» Material provided:
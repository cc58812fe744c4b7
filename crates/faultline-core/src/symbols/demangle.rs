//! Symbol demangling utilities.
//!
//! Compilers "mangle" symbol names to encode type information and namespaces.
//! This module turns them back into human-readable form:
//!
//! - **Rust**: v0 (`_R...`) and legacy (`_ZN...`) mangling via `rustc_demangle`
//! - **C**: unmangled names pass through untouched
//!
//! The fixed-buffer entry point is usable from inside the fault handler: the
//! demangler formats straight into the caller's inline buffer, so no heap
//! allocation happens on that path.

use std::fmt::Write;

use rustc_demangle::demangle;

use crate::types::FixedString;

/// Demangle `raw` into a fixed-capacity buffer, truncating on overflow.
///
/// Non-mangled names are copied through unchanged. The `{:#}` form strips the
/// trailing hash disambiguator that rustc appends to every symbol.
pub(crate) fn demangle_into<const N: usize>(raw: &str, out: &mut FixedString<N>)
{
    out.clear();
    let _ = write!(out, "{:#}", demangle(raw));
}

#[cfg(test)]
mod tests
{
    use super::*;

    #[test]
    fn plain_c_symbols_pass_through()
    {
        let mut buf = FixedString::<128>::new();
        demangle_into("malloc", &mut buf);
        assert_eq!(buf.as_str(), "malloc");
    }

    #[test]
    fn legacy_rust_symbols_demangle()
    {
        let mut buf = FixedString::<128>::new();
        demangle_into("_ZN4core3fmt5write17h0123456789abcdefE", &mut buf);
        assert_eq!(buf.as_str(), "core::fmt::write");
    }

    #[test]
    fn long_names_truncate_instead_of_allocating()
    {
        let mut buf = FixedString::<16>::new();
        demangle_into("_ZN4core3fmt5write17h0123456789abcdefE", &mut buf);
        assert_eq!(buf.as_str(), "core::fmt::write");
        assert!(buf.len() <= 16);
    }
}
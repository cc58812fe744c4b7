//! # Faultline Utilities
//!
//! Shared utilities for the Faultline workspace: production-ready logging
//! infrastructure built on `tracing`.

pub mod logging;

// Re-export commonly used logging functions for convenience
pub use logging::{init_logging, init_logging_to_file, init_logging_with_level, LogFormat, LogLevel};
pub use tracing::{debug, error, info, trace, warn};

» What is required: Transcribe the full listing exactly, leaving out no line.

» Result:
repository cc58812fe744c4b7
filename crates/faultline-core/src/symbols/demangle.rs
//! Symbol demangling utilities.
//!
//! Compilers "mangle" symbol names to encode type information and namespaces.
//! This module turns them back into human-readable form:
//!
//! - **Rust**: v0 (`_R...`) and legacy (`_ZN...`) mangling via `rustc_demangle`
//! - **C**: unmangled names pass through untouched
//!
//! The fixed-buffer entry point is usable from inside the fault handler: the
//! demangler formats straight into the caller's inline buffer, so no heap
//! allocation happens on that path.

use std::fmt::Write;

use rustc_demangle::demangle;

use crate::types::FixedString;

/// Demangle `raw` into a fixed-capacity buffer, truncating on overflow.
///
/// Non-mangled names are copied through unchanged. The `{:#}` form strips the
/// trailing hash disambiguator that rustc appends to every symbol.
pub(crate) fn demangle_into<const N: usize>(raw: &str, out: &mut FixedString<N>)
{
    out.clear();
    let _ = write!(out, "{:#}", demangle(raw));
}

#[cfg(test)]
mod tests
{
    use super::*;

    #[test]
    fn plain_c_symbols_pass_through()
    {
        let mut buf = FixedString::<128>::new();
        demangle_into("malloc", &mut buf);
        assert_eq!(buf.as_str(), "malloc");
    }

    #[test]
    fn legacy_rust_symbols_demangle()
    {
        let mut buf = FixedString::<128>::new();
        demangle_into("_ZN4core3fmt5write17h0123456789abcdefE", &mut buf);
        assert_eq!(buf.as_str(), "core::fmt::write");
    }

    #[test]
    fn long_names_truncate_instead_of_allocating()
    {
        let mut buf = FixedString::<16>::new();
        demangle_into("_ZN4core3fmt5write17h0123456789abcdefE", &mut buf);
        assert_eq!(buf.as_str(), "core::fmt::write");
        assert!(buf.len() <= 16);
    }
}
repository cc58812fe744c4b7
//! # Faultline Utilities
//!
//! Shared utilities for the Faultline workspace: production-ready logging
//! infrastructure built on `tracing`.

pub mod logging;

// Re-export commonly used logging functions for convenience
pub use logging::{init_logging, init_logging_to_file, init_logging_with_level, LogFormat, LogLevel};
pub use tracing::{debug, error, info, trace, warn};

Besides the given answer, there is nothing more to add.